◆ How to complete this task ◆
Transcribe every line of the records verbatim.
+++ Exercise inputs
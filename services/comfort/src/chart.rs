//! Chart assembly for sensor and group time series
//!
//! Charts are plain data handed to a [`ChartRenderer`]; nothing here draws.

use std::fmt;
use std::sync::Mutex;

use crate::config::TemperatureUnit;
use crate::model::DataPoint;
use crate::view::AcceptanceBand;

pub const TEMPERATURE_COLOR: &str = "#0062E3";
pub const HUMIDITY_COLOR: &str = "green";
pub const BAND_COLOR: &str = "red";
pub const BAND_OPACITY: f64 = 0.2;

/// Vertical axis a series is plotted against
#[derive(Debug, Clone, Copy, PartialEq, Eq)]
pub enum Axis {
    /// Primary axis
    Temperature,
    /// Secondary axis
    Humidity,
}

#[derive(Debug, Clone, PartialEq)]
pub struct Series {
    pub label: String,
    pub color: Option<String>,
    pub axis: Axis,
    /// `(epoch_ms, value)` pairs, oldest first
    pub points: Vec<(f64, f64)>,
    /// Fill opacity for closed polygons
    pub fill: Option<f64>,
}

impl Series {
    fn line(label: impl Into<String>, axis: Axis, points: &[DataPoint]) -> Self {
        Self {
            label: label.into(),
            color: None,
            axis,
            points: points.iter().map(|p| (p.epoch_ms, p.value)).collect(),
            fill: None,
        }
    }

    fn colored(mut self, color: &str) -> Self {
        self.color = Some(color.to_string());
        self
    }
}

#[derive(Debug, Clone, PartialEq)]
pub struct AxisConfig {
    pub label: String,
    pub min: Option<f64>,
    pub max: Option<f64>,
}

impl AxisConfig {
    fn labelled(label: impl Into<String>) -> Self {
        Self {
            label: label.into(),
            min: None,
            max: None,
        }
    }
}

#[derive(Debug, Clone, PartialEq)]
pub struct Chart {
    pub series: Vec<Series>,
    pub temperature_axis: AxisConfig,
    pub humidity_axis: AxisConfig,
}

/// Where a chart goes on the page
#[derive(Debug, Clone, Copy, PartialEq, Eq)]
pub enum ChartTarget {
    Sensor,
    SensorGroup,
}

impl fmt::Display for ChartTarget {
    fn fmt(&self, f: &mut fmt::Formatter<'_>) -> fmt::Result {
        match self {
            ChartTarget::Sensor => write!(f, "sensor"),
            ChartTarget::SensorGroup => write!(f, "sensor group"),
        }
    }
}

/// The charting primitive of the rendering surface
pub trait ChartRenderer: Send + Sync + fmt::Debug {
    fn render(&self, target: ChartTarget, chart: &Chart);
}

#[derive(Debug, Default)]
pub struct LogChartRenderer;

impl ChartRenderer for LogChartRenderer {
    fn render(&self, target: ChartTarget, chart: &Chart) {
        for series in &chart.series {
            tracing::info!(
                "[{} chart] {}: {} points",
                target,
                series.label,
                series.points.len()
            );
        }
    }
}

/// Keeps every rendered chart; the last one per target is what is on screen
#[derive(Debug, Default)]
pub struct MemoryChartRenderer {
    rendered: Mutex<Vec<(ChartTarget, Chart)>>,
}

impl MemoryChartRenderer {
    pub fn rendered(&self) -> Vec<(ChartTarget, Chart)> {
        self.rendered
            .lock()
            .unwrap_or_else(|e| e.into_inner())
            .clone()
    }

    pub fn last(&self, target: ChartTarget) -> Option<Chart> {
        self.rendered()
            .into_iter()
            .rev()
            .find(|(t, _)| *t == target)
            .map(|(_, chart)| chart)
    }

    pub fn count(&self, target: ChartTarget) -> usize {
        self.rendered().iter().filter(|(t, _)| *t == target).count()
    }
}

impl ChartRenderer for MemoryChartRenderer {
    fn render(&self, target: ChartTarget, chart: &Chart) {
        self.rendered
            .lock()
            .unwrap_or_else(|e| e.into_inner())
            .push((target, chart.clone()));
    }
}

const SENSOR_HUMIDITY_LABEL: &str = "Humidity % ";

fn temperature_label(unit: TemperatureUnit) -> String {
    format!("Degrees {}", unit)
}

/// Temperature and humidity of one sensor; `None` without temperature data
pub fn sensor_chart(
    temperature: &[DataPoint],
    humidity: &[DataPoint],
    unit: TemperatureUnit,
) -> Option<Chart> {
    if temperature.is_empty() {
        return None;
    }
    let temperature_label = temperature_label(unit);
    Some(Chart {
        series: vec![
            Series::line(SENSOR_HUMIDITY_LABEL, Axis::Humidity, humidity).colored(HUMIDITY_COLOR),
            Series::line(temperature_label.as_str(), Axis::Temperature, temperature)
                .colored(TEMPERATURE_COLOR),
        ],
        temperature_axis: AxisConfig::labelled(temperature_label),
        humidity_axis: AxisConfig::labelled(SENSOR_HUMIDITY_LABEL),
    })
}

/// Series fetched for one member of a group
#[derive(Debug, Clone, Default, PartialEq)]
pub struct MemberSeries {
    pub name: String,
    pub temperature: Vec<DataPoint>,
    pub humidity: Vec<DataPoint>,
}

/// All member temperatures, then all member humidities, plus the band
pub fn group_chart(
    members: &[MemberSeries],
    band: Option<&AcceptanceBand>,
    unit: TemperatureUnit,
) -> Chart {
    let mut series: Vec<Series> = members
        .iter()
        .map(|m| Series::line(format!("{} temp", m.name), Axis::Temperature, &m.temperature))
        .collect();
    series.extend(
        members
            .iter()
            .map(|m| Series::line(format!("{} hum", m.name), Axis::Humidity, &m.humidity)),
    );

    let mut temperature_axis = AxisConfig::labelled(temperature_label(unit));
    if let Some(band) = band {
        // The band spans whatever time range the first series covers
        if let (Some(start), Some(end)) = (
            series.first().and_then(|s| s.points.first()).map(|p| p.0),
            series.first().and_then(|s| s.points.last()).map(|p| p.0),
        ) {
            series.push(Series {
                label: "setpoint".to_string(),
                color: Some(BAND_COLOR.to_string()),
                axis: band.axis,
                points: vec![
                    (end, band.upper),
                    (start, band.upper),
                    (start, band.lower),
                    (end, band.lower),
                ],
                fill: Some(BAND_OPACITY),
            });
        }
        temperature_axis.min = Some(band.lower - 5.0);
        temperature_axis.max = Some(band.upper + 5.0);
    }

    Chart {
        series,
        temperature_axis,
        humidity_axis: AxisConfig::labelled("Humidity %"),
    }
}

#[derive(Debug, Clone, Copy, PartialEq, Eq)]
pub enum VoltageLevel {
    Good,
    Warning,
    Critical,
}

/// Battery state of a sensor node
#[derive(Debug, Clone, Copy, PartialEq)]
pub struct VoltageStatus {
    pub volts: f64,
    pub level: VoltageLevel,
}

impl fmt::Display for VoltageStatus {
    fn fmt(&self, f: &mut fmt::Formatter<'_>) -> fmt::Result {
        write!(f, "{} V", self.volts)
    }
}

/// Classify the latest sample
pub fn voltage_status(samples: &[DataPoint]) -> Option<VoltageStatus> {
    let volts = samples.last()?.value;
    let level = if volts > 2.5 {
        VoltageLevel::Good
    } else if volts > 2.2 {
        VoltageLevel::Warning
    } else {
        VoltageLevel::Critical
    };
    Some(VoltageStatus { volts, level })
}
++++++
◆ Result for this task ◆
filename services/comfort/src/chart.rs
//! Chart assembly for sensor and group time series
//!
//! Charts are plain data handed to a [`ChartRenderer`]; nothing here draws.

use std::fmt;
use std::sync::Mutex;

use crate::config::TemperatureUnit;
use crate::model::DataPoint;
use crate::view::AcceptanceBand;

pub const TEMPERATURE_COLOR: &str = "#0062E3";
pub const HUMIDITY_COLOR: &str = "green";
pub const BAND_COLOR: &str = "red";
pub const BAND_OPACITY: f64 = 0.2;

/// Vertical axis a series is plotted against
#[derive(Debug, Clone, Copy, PartialEq, Eq)]
pub enum Axis {
    /// Primary axis
    Temperature,
    /// Secondary axis
    Humidity,
}

#[derive(Debug, Clone, PartialEq)]
pub struct Series {
    pub label: String,
    pub color: Option<String>,
    pub axis: Axis,
    /// `(epoch_ms, value)` pairs, oldest first
    pub points: Vec<(f64, f64)>,
    /// Fill opacity for closed polygons
    pub fill: Option<f64>,
}

impl Series {
    fn line(label: impl Into<String>, axis: Axis, points: &[DataPoint]) -> Self {
        Self {
            label: label.into(),
            color: None,
            axis,
            points: points.iter().map(|p| (p.epoch_ms, p.value)).collect(),
            fill: None,
        }
    }

    fn colored(mut self, color: &str) -> Self {
        self.color = Some(color.to_string());
        self
    }
}

#[derive(Debug, Clone, PartialEq)]
pub struct AxisConfig {
    pub label: String,
    pub min: Option<f64>,
    pub max: Option<f64>,
}

impl AxisConfig {
    fn labelled(label: impl Into<String>) -> Self {
        Self {
            label: label.into(),
            min: None,
            max: None,
        }
    }
}

#[derive(Debug, Clone, PartialEq)]
pub struct Chart {
    pub series: Vec<Series>,
    pub temperature_axis: AxisConfig,
    pub humidity_axis: AxisConfig,
}

/// Where a chart goes on the page
#[derive(Debug, Clone, Copy, PartialEq, Eq)]
pub enum ChartTarget {
    Sensor,
    SensorGroup,
}

impl fmt::Display for ChartTarget {
    fn fmt(&self, f: &mut fmt::Formatter<'_>) -> fmt::Result {
        match self {
            ChartTarget::Sensor => write!(f, "sensor"),
            ChartTarget::SensorGroup => write!(f, "sensor group"),
        }
    }
}

/// The charting primitive of the rendering surface
pub trait ChartRenderer: Send + Sync + fmt::Debug {
    fn render(&self, target: ChartTarget, chart: &Chart);
}

#[derive(Debug, Default)]
pub struct LogChartRenderer;

impl ChartRenderer for LogChartRenderer {
    fn render(&self, target: ChartTarget, chart: &Chart) {
        for series in &chart.series {
            tracing::info!(
                "[{} chart] {}: {} points",
                target,
                series.label,
                series.points.len()
            );
        }
    }
}

/// Keeps every rendered chart; the last one per target is what is on screen
#[derive(Debug, Default)]
pub struct MemoryChartRenderer {
    rendered: Mutex<Vec<(ChartTarget, Chart)>>,
}

impl MemoryChartRenderer {
    pub fn rendered(&self) -> Vec<(ChartTarget, Chart)> {
        self.rendered
            .lock()
            .unwrap_or_else(|e| e.into_inner())
            .clone()
    }

    pub fn last(&self, target: ChartTarget) -> Option<Chart> {
        self.rendered()
            .into_iter()
            .rev()
            .find(|(t, _)| *t == target)
            .map(|(_, chart)| chart)
    }

    pub fn count(&self, target: ChartTarget) -> usize {
        self.rendered().iter().filter(|(t, _)| *t == target).count()
    }
}

impl ChartRenderer for MemoryChartRenderer {
    fn render(&self, target: ChartTarget, chart: &Chart) {
        self.rendered
            .lock()
            .unwrap_or_else(|e| e.into_inner())
            .push((target, chart.clone()));
    }
}

const SENSOR_HUMIDITY_LABEL: &str = "Humidity % ";

fn temperature_label(unit: TemperatureUnit) -> String {
    format!("Degrees {}", unit)
}

/// Temperature and humidity of one sensor; `None` without temperature data
pub fn sensor_chart(
    temperature: &[DataPoint],
    humidity: &[DataPoint],
    unit: TemperatureUnit,
) -> Option<Chart> {
    if temperature.is_empty() {
        return None;
    }
    let temperature_label = temperature_label(unit);
    Some(Chart {
        series: vec![
            Series::line(SENSOR_HUMIDITY_LABEL, Axis::Humidity, humidity).colored(HUMIDITY_COLOR),
            Series::line(temperature_label.as_str(), Axis::Temperature, temperature)
                .colored(TEMPERATURE_COLOR),
        ],
        temperature_axis: AxisConfig::labelled(temperature_label),
        humidity_axis: AxisConfig::labelled(SENSOR_HUMIDITY_LABEL),
    })
}

/// Series fetched for one member of a group
#[derive(Debug, Clone, Default, PartialEq)]
pub struct MemberSeries {
    pub name: String,
    pub temperature: Vec<DataPoint>,
    pub humidity: Vec<DataPoint>,
}

/// All member temperatures, then all member humidities, plus the band
pub fn group_chart(
    members: &[MemberSeries],
    band: Option<&AcceptanceBand>,
    unit: TemperatureUnit,
) -> Chart {
    let mut series: Vec<Series> = members
        .iter()
        .map(|m| Series::line(format!("{} temp", m.name), Axis::Temperature, &m.temperature))
        .collect();
    series.extend(
        members
            .iter()
            .map(|m| Series::line(format!("{} hum", m.name), Axis::Humidity, &m.humidity)),
    );

    let mut temperature_axis = AxisConfig::labelled(temperature_label(unit));
    if let Some(band) = band {
        // The band spans whatever time range the first series covers
        if let (Some(start), Some(end)) = (
            series.first().and_then(|s| s.points.first()).map(|p| p.0),
            series.first().and_then(|s| s.points.last()).map(|p| p.0),
        ) {
            series.push(Series {
                label: "setpoint".to_string(),
                color: Some(BAND_COLOR.to_string()),
                axis: band.axis,
                points: vec![
                    (end, band.upper),
                    (start, band.upper),
                    (start, band.lower),
                    (end, band.lower),
                ],
                fill: Some(BAND_OPACITY),
            });
        }
        temperature_axis.min = Some(band.lower - 5.0);
        temperature_axis.max = Some(band.upper + 5.0);
    }

    Chart {
        series,
        temperature_axis,
        humidity_axis: AxisConfig::labelled("Humidity %"),
    }
}

#[derive(Debug, Clone, Copy, PartialEq, Eq)]
pub enum VoltageLevel {
    Good,
    Warning,
    Critical,
}

/// Battery state of a sensor node
#[derive(Debug, Clone, Copy, PartialEq)]
pub struct VoltageStatus {
    pub volts: f64,
    pub level: VoltageLevel,
}

impl fmt::Display for VoltageStatus {
    fn fmt(&self, f: &mut fmt::Formatter<'_>) -> fmt::Result {
        write!(f, "{} V", self.volts)
    }
}

/// Classify the latest sample
pub fn voltage_status(samples: &[DataPoint]) -> Option<VoltageStatus> {
    let volts = samples.last()?.value;
    let level = if volts > 2.5 {
        VoltageLevel::Good
    } else if volts > 2.2 {
        VoltageLevel::Warning
    } else {
        VoltageLevel::Critical
    };
    Some(VoltageStatus { volts, level })
}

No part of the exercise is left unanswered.